I also admire how, being a man of principle, you do not allow reality to distort your beliefs. The BCCI has just announced a massive raise for its players, as well as greater prize money in domestic tournaments. This is clearly because they have felt the heat of competition that the ICL provides. It is good for the players, who now have more options, and will earn more money no matter what they choose. It is also wonderful for us cricket viewers, who also have more choice. But you have seen through these narrow, selfish considerations, and have stuck to the principle of profit being a bad thing, regardless of its consequences. Wow. It takes great conviction to stick to one’s beliefs in the face of reality, and I applaud you for doing so.
That is all for now. To my great shame, I need to now write a column for profit, and am not capable of the renunciation you clearly practise. I look forward to seeing you again on television, it is always a profitable experience for me.
* * *
Dear Hu Jintao
Hao du yu du? I write to you today both to congratulate you and to express a complaint. I shall begin with the complaint, which, in a sense, is a compliment, for it could be made about few totalitarian leaders. I sincerely hope you will not take it amiss, or I will be in trouble after I die.
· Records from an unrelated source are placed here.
//! Paper-trading portfolio ledger.
//!
//! One entry per security, mutated at most once per run by [`apply_action`].
//! Policy is deliberately simple and preserved exactly: a buy spends all
//! available cash in whole units, a sell liquidates the entire position, no
//! partial sells, no fees, no slippage.

use chrono::{DateTime, Utc};
use serde::{Deserialize, Serialize};
use std::collections::BTreeMap;

use crate::domain::recommendation::TradeAction;

#[derive(Debug, Clone, PartialEq, Serialize, Deserialize)]
pub struct Transaction {
    #[serde(rename = "type")]
    pub kind: TradeAction,
    pub units: u64,
    pub price: f64,
    pub value: f64,
    pub timestamp: DateTime<Utc>,
}

#[derive(Debug, Clone, PartialEq, Serialize, Deserialize)]
pub struct PortfolioEntry {
    pub cash: f64,
    pub shares: u64,
    pub avg_price: f64,
    pub last_action: Option<Transaction>,
    pub last_price: Option<f64>,
}

impl PortfolioEntry {
    /// Fresh entry: configured starting cash, no position.
    pub fn new(initial_cash: f64) -> Self {
        PortfolioEntry {
            cash: initial_cash,
            shares: 0,
            avg_price: 0.0,
            last_action: None,
            last_price: None,
        }
    }

    /// shares × last known price, 0 when the price was never seen.
    pub fn market_value(&self) -> f64 {
        self.shares as f64 * self.last_price.unwrap_or(0.0)
    }

    pub fn total_value(&self) -> f64 {
        self.cash + self.market_value()
    }
}

/// Ledger state keyed by symbol. BTreeMap keeps persisted output stable so
/// writing identical state twice yields identical bytes.
pub type LedgerState = BTreeMap<String, PortfolioEntry>;

/// Aggregate across all entries.
#[derive(Debug, Clone, PartialEq, Serialize, Deserialize)]
pub struct PortfolioSummary {
    pub total_cash: f64,
    pub total_market_value: f64,
    pub total_value: f64,
    pub initial_capital_per_symbol: f64,
    pub initial_total: f64,
    pub updated_at: DateTime<Utc>,
}

/// Apply one recommended action at `price`, recording exactly one
/// transaction. Cash and average price end up rounded to 2 decimals and the
/// `shares == 0 ⇒ avg_price == 0` invariant holds on exit.
pub fn apply_action(
    entry: &mut PortfolioEntry,
    price: f64,
    action: TradeAction,
    timestamp: DateTime<Utc>,
) -> Transaction {
    // A broken price never trades; a non-finite one is not even recorded.
    if !price.is_finite() || price <= 0.0 {
        let txn = Transaction {
            kind: TradeAction::Hold,
            units: 0,
            price: 0.0,
            value: 0.0,
            timestamp,
        };
        if price.is_finite() {
            entry.last_price = Some(price);
        }
        entry.last_action = Some(txn.clone());
        return txn;
    }

    let txn = match action {
        TradeAction::Buy => {
            let units = (entry.cash / price).floor() as u64;
            if units == 0 {
                hold_txn(price, timestamp)
            } else {
                let cost = units as f64 * price;
                entry.avg_price = (entry.shares as f64 * entry.avg_price + cost)
                    / (entry.shares + units) as f64;
                entry.shares += units;
                entry.cash -= cost;
                Transaction {
                    kind: TradeAction::Buy,
                    units,
                    price,
                    value: cost,
                    timestamp,
                }
            }
        }
        TradeAction::Sell => {
            if entry.shares == 0 {
                hold_txn(price, timestamp)
            } else {
                let units = entry.shares;
                let proceeds = units as f64 * price;
                entry.cash += proceeds;
                entry.shares = 0;
                entry.avg_price = 0.0;
                Transaction {
                    kind: TradeAction::Sell,
                    units,
                    price,
                    value: proceeds,
                    timestamp,
                }
            }
        }
        TradeAction::Hold => hold_txn(price, timestamp),
    };

    entry.cash = round2(entry.cash);
    entry.avg_price = if entry.shares == 0 {
        0.0
    } else {
        round2(entry.avg_price)
    };
    entry.last_price = Some(price);
    entry.last_action = Some(txn.clone());
    txn
}

fn hold_txn(price: f64, timestamp: DateTime<Utc>) -> Transaction {
    Transaction {
        kind: TradeAction::Hold,
        units: 0,
        price,
        value: 0.0,
        timestamp,
    }
}

fn round2(v: f64) -> f64 {
    (v * 100.0).round() / 100.0
}

/// Sum cash and market value over all entries.
pub fn summarize(
    entries: &LedgerState,
    initial_capital_per_symbol: f64,
    updated_at: DateTime<Utc>,
) -> PortfolioSummary {
    let total_cash: f64 = entries.values().map(|e| e.cash).sum();
    let total_market_value: f64 = entries.values().map(|e| e.market_value()).sum();
    PortfolioSummary {
        total_cash,
        total_market_value,
        total_value: total_cash + total_market_value,
        initial_capital_per_symbol,
        initial_total: initial_capital_per_symbol * entries.len() as f64,
        updated_at,
    }
}
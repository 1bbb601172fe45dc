//! CSV file bar source.
//!
//! One file per symbol under a base directory, named `<stem>.csv` where the
//! stem is the symbol with dots replaced by underscores. Rows carry RFC 3339
//! timestamps and are normalized on read: sorted ascending, duplicate
//! timestamps collapsed to the last occurrence, rows with non-finite or
//! non-positive prices dropped.

use std::path::PathBuf;

use crate::adapters::symbol_file_stem;
use crate::domain::bar::Bar;
use crate::domain::error::PulseError;
use crate::ports::data_port::BarSource;

pub struct CsvBarSource {
    base_path: PathBuf,
}

impl CsvBarSource {
    pub fn new(base_path: PathBuf) -> Self {
        Self { base_path }
    }

    fn csv_path(&self, symbol: &str) -> PathBuf {
        self.base_path
            .join(format!("{}.csv", symbol_file_stem(symbol)))
    }
}

impl BarSource for CsvBarSource {
    fn fetch_bars(&self, symbol: &str) -> Result<Vec<Bar>, PulseError> {
        let path = self.csv_path(symbol);
        if !path.is_file() {
            return Err(PulseError::DataUnavailable {
                symbol: symbol.to_string(),
            });
        }

        let mut rdr = csv::Reader::from_path(&path).map_err(|e| PulseError::Store {
            reason: format!("failed to open {}: {}", path.display(), e),
        })?;

        let mut bars = Vec::new();
        for result in rdr.deserialize::<Bar>() {
            let bar = result.map_err(|e| PulseError::Store {
                reason: format!("CSV parse error in {}: {}", path.display(), e),
            })?;
            if bar.is_sane() {
                bars.push(bar);
            }
        }

        bars.sort_by_key(|b| b.timestamp);
        // keep the last row for a repeated timestamp
        bars.reverse();
        bars.dedup_by_key(|b| b.timestamp);
        bars.reverse();

        Ok(bars)
    }
}
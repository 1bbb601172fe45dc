//! JSON file news adapter.
//!
//! Looks for `<stem>_news.json` under the base directory, an array of
//! article objects. News is decoration: a missing file, unreadable bytes or
//! malformed JSON all degrade to an empty list.

use std::fs;
use std::path::PathBuf;

use crate::adapters::symbol_file_stem;
use crate::domain::snapshot::Article;
use crate::ports::news_port::NewsSource;

pub struct FileNewsAdapter {
    base_path: PathBuf,
}

impl FileNewsAdapter {
    pub fn new(base_path: PathBuf) -> Self {
        Self { base_path }
    }

    fn news_path(&self, symbol: &str) -> PathBuf {
        self.base_path
            .join(format!("{}_news.json", symbol_file_stem(symbol)))
    }
}

impl NewsSource for FileNewsAdapter {
    fn recent(&self, symbol: &str, limit: usize) -> Vec<Article> {
        let path = self.news_path(symbol);
        let content = match fs::read_to_string(&path) {
            Ok(c) => c,
            Err(_) => return Vec::new(),
        };
        let mut articles: Vec<Article> = match serde_json::from_str(&content) {
            Ok(a) => a,
            Err(e) => {
                eprintln!("Warning: ignoring malformed news file {}: {}", path.display(), e);
                return Vec::new();
            }
        };
        articles.truncate(limit);
        articles
    }
}
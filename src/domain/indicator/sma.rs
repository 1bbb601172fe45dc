//! Simple moving average over the trailing n closes.

/// Mean of the last `period` closes, or `None` with fewer than `period`.
pub fn latest_sma(closes: &[f64], period: usize) -> Option<f64> {
    if period == 0 || closes.len() < period {
        return None;
    }
    let tail = &closes[closes.len() - period..];
    Some(tail.iter().sum::<f64>() / period as f64)
}
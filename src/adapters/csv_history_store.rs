//! CSV history store: accumulates fetched bars across runs.
//!
//! Merging is idempotent. Existing rows and incoming bars are keyed by
//! timestamp, incoming bars win on conflict, and the whole file is rewritten
//! sorted ascending. Running the same merge twice leaves the file unchanged.

use std::collections::BTreeMap;
use std::fs;
use std::path::PathBuf;

use chrono::{DateTime, Utc};

use crate::adapters::symbol_file_stem;
use crate::domain::bar::Bar;
use crate::domain::error::PulseError;

pub struct CsvHistoryStore {
    base_path: PathBuf,
}

impl CsvHistoryStore {
    pub fn new(base_path: PathBuf) -> Self {
        Self { base_path }
    }

    fn csv_path(&self, symbol: &str) -> PathBuf {
        self.base_path
            .join(format!("{}.csv", symbol_file_stem(symbol)))
    }

    /// Merge `bars` into the stored history for `symbol`, returning the row
    /// count after the merge.
    pub fn merge(&self, symbol: &str, bars: &[Bar]) -> Result<usize, PulseError> {
        let path = self.csv_path(symbol);
        let mut by_timestamp: BTreeMap<DateTime<Utc>, Bar> = BTreeMap::new();

        if path.is_file() {
            let mut rdr = csv::Reader::from_path(&path).map_err(|e| PulseError::Store {
                reason: format!("failed to open {}: {}", path.display(), e),
            })?;
            for result in rdr.deserialize::<Bar>() {
                let bar = result.map_err(|e| PulseError::Store {
                    reason: format!("CSV parse error in {}: {}", path.display(), e),
                })?;
                by_timestamp.insert(bar.timestamp, bar);
            }
        }

        for bar in bars {
            by_timestamp.insert(bar.timestamp, bar.clone());
        }

        fs::create_dir_all(&self.base_path)?;
        let mut wtr = csv::Writer::from_path(&path).map_err(|e| PulseError::Store {
            reason: format!("failed to write {}: {}", path.display(), e),
        })?;
        for bar in by_timestamp.values() {
            wtr.serialize(bar).map_err(|e| PulseError::Store {
                reason: format!("CSV write error in {}: {}", path.display(), e),
            })?;
        }
        wtr.flush()?;

        Ok(by_timestamp.len())
    }

    /// Stored history for `symbol`, empty when no file exists yet.
    pub fn load(&self, symbol: &str) -> Result<Vec<Bar>, PulseError> {
        let path = self.csv_path(symbol);
        if !path.is_file() {
            return Ok(Vec::new());
        }
        let mut rdr = csv::Reader::from_path(&path).map_err(|e| PulseError::Store {
            reason: format!("failed to open {}: {}", path.display(), e),
        })?;
        let mut bars = Vec::new();
        for result in rdr.deserialize::<Bar>() {
            bars.push(result.map_err(|e| PulseError::Store {
                reason: format!("CSV parse error in {}: {}", path.display(), e),
            })?);
        }
        Ok(bars)
    }
}

#[cfg(test)]
mod tests {
    use super::*;
    use chrono::TimeZone;

    fn bar(day: u32, close: f64) -> Bar {
        Bar {
            timestamp: Utc.with_ymd_and_hms(2024, 1, day, 0, 0, 0).unwrap(),
            open: close,
            high: close + 1.0,
            low: close - 1.0,
            close,
            volume: 1000.0,
        }
    }

    #[test]
    fn merge_into_empty_store_writes_all_rows() {
        let dir = tempfile::TempDir::new().unwrap();
        let store = CsvHistoryStore::new(dir.path().to_path_buf());

        let count = store.merge("AAA", &[bar(1, 10.0), bar(2, 11.0)]).unwrap();
        assert_eq!(count, 2);

        let bars = store.load("AAA").unwrap();
        assert_eq!(bars, vec![bar(1, 10.0), bar(2, 11.0)]);
    }

    #[test]
    fn merge_is_idempotent() {
        let dir = tempfile::TempDir::new().unwrap();
        let store = CsvHistoryStore::new(dir.path().to_path_buf());

        store.merge("AAA", &[bar(1, 10.0), bar(2, 11.0)]).unwrap();
        let first = fs::read_to_string(dir.path().join("AAA.csv")).unwrap();

        store.merge("AAA", &[bar(1, 10.0), bar(2, 11.0)]).unwrap();
        let second = fs::read_to_string(dir.path().join("AAA.csv")).unwrap();

        assert_eq!(first, second);
    }

    #[test]
    fn incoming_bars_win_on_conflict() {
        let dir = tempfile::TempDir::new().unwrap();
        let store = CsvHistoryStore::new(dir.path().to_path_buf());

        store.merge("AAA", &[bar(1, 10.0)]).unwrap();
        let count = store.merge("AAA", &[bar(1, 99.0), bar(2, 11.0)]).unwrap();

        assert_eq!(count, 2);
        let bars = store.load("AAA").unwrap();
        assert_eq!(bars[0].close, 99.0);
        assert_eq!(bars[1].close, 11.0);
    }

    #[test]
    fn merge_sorts_unordered_input() {
        let dir = tempfile::TempDir::new().unwrap();
        let store = CsvHistoryStore::new(dir.path().to_path_buf());

        store.merge("AAA", &[bar(3, 12.0), bar(1, 10.0)]).unwrap();
        let bars = store.load("AAA").unwrap();
        assert_eq!(
            bars.iter().map(|b| b.close).collect::<Vec<_>>(),
            vec![10.0, 12.0]
        );
    }

    #[test]
    fn symbol_with_dot_maps_to_underscore_file() {
        let dir = tempfile::TempDir::new().unwrap();
        let store = CsvHistoryStore::new(dir.path().to_path_buf());

        store.merge("005930.KS", &[bar(1, 10.0)]).unwrap();
        assert!(dir.path().join("005930_KS.csv").is_file());
    }
}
Recently while surfing the evil capitalist website of the exploitative Reuters, I came upon the news that your government has “banned Buddhist monks in Tibet from reincarnating without government permission”. The report went on to state: “According to a statement issued by the State Administration for Religious Affairs, the law, which goes into effect next month and strictly stipulates the procedures by which one is to reincarnate, is ‘an important move to institutionalize management of reincarnation’.”
My complaint is this: I make my living as a writer, and one of the genres I like to try my hand at, no doubt with great ineptness, is satire. But with this move of yours, you have made satire redundant. What manner of satire can match this reality? What can I ever write again without looking at that news item and saying, “Aw, but I can’t be as good as Hu.” And you weren’t even trying!
My complaint is a minor quibble compared with the admiration that gushes out of me. For long, people have protested at the “fatal conceit” that the state can control the economy, and fulfil the needs of its citizens. History has shown that prosperity and freedom go hand in hand, a notion that was a threat to you—until now.
You have now made a magnificent conceptual leap that renders any opposition futile. The earthly domains may be hard to control directly, but by regulating the heavens, you have finished all resistance. Who will dare to fight against you when they know that it is not just their life at stake, but also their afterlife. As that popular Hindi song goes, Bachke tu jaayegi kahaan.
Indeed, I hope with all my earthly heart that the Indian government follows your example, and outlaws all unauthorized reincarnation, or even ascents to heaven in those religions that have them. I will apply for the job of the babu granting reincarnation licences. People will pay anything for a suitable afterlife, and there is surely much money to be made there. That is a heavenly prospect.